> **What you should do**: Within the records, find every line that includes the word "message" and copy it.

Stored data:
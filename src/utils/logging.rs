use tracing::{debug, error, info, warn};

pub fn log_request_received(endpoint: &str, method: &str) {
    info!("Request received: {} {}", method, endpoint);
}

pub fn log_request_processed(endpoint: &str, status: u16, duration_ms: u64) {
    info!("Request processed: {} - Status: {} - Duration: {}ms",
          endpoint, status, duration_ms);
}

pub fn log_file_received(file_name: &str, size: usize) {
    info!("📎 File received: {} ({} bytes)", file_name, size);
}

pub fn log_classification_result(request_id: &str, category: &str, duration_ms: u64) {
    info!("Email classified: {} - Category: {} - Duration: {}ms",
          request_id, category, duration_ms);
}

pub fn log_classification_error(request_id: &str, error: &str) {
    error!("Classification failed: {} - Error: {}", request_id, error);
}

pub fn log_config_loaded(env: &str) {
    info!("Configuration loaded successfully for environment: {}", env);
}

pub fn log_server_startup(port: u16) {
    info!("🚀 Email triage middleware server starting on port {}", port);
}

pub fn log_server_ready(port: u16) {
    info!("✅ Server ready and listening on http://0.0.0.0:{}", port);
}

pub fn log_health_check() {
    debug!("Health check requested");
}

pub fn log_validation_error(field: &str, message: &str) {
    warn!("Validation error: {} - {}", field, message);
}

/// Prévia curta do email para logs, sem cortar caracteres UTF-8
pub fn email_preview(text: &str, max_chars: usize) -> String {
    let single_line = text.split_whitespace().collect::<Vec<_>>().join(" ");
    if single_line.chars().count() <= max_chars {
        return single_line;
    }
    let truncated: String = single_line.chars().take(max_chars).collect();
    format!("{}...", truncated)
}

pub fn log_info(message: &str) {
    info!("{}", message);
}

pub fn log_error(message: &str) {
    error!("{}", message);
}

pub fn log_warning(message: &str) {
    warn!("{}", message);
}

#[cfg(test)]
mod tests {
    use super::*;

    #[test]
    fn test_email_preview_truncates_on_char_boundary() {
        assert_eq!(email_preview("Olá,\n  mundo!", 20), "Olá, mundo!");
        assert_eq!(email_preview("ação ação ação", 4), "ação...");
    }
}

> **Solution to this exercise**:
pub fn log_validation_error(field: &str, message: &str) {
    warn!("Validation error: {} - {}", field, message);
pub fn log_info(message: &str) {
    info!("{}", message);
pub fn log_error(message: &str) {
    error!("{}", message);
pub fn log_warning(message: &str) {
    warn!("{}", message);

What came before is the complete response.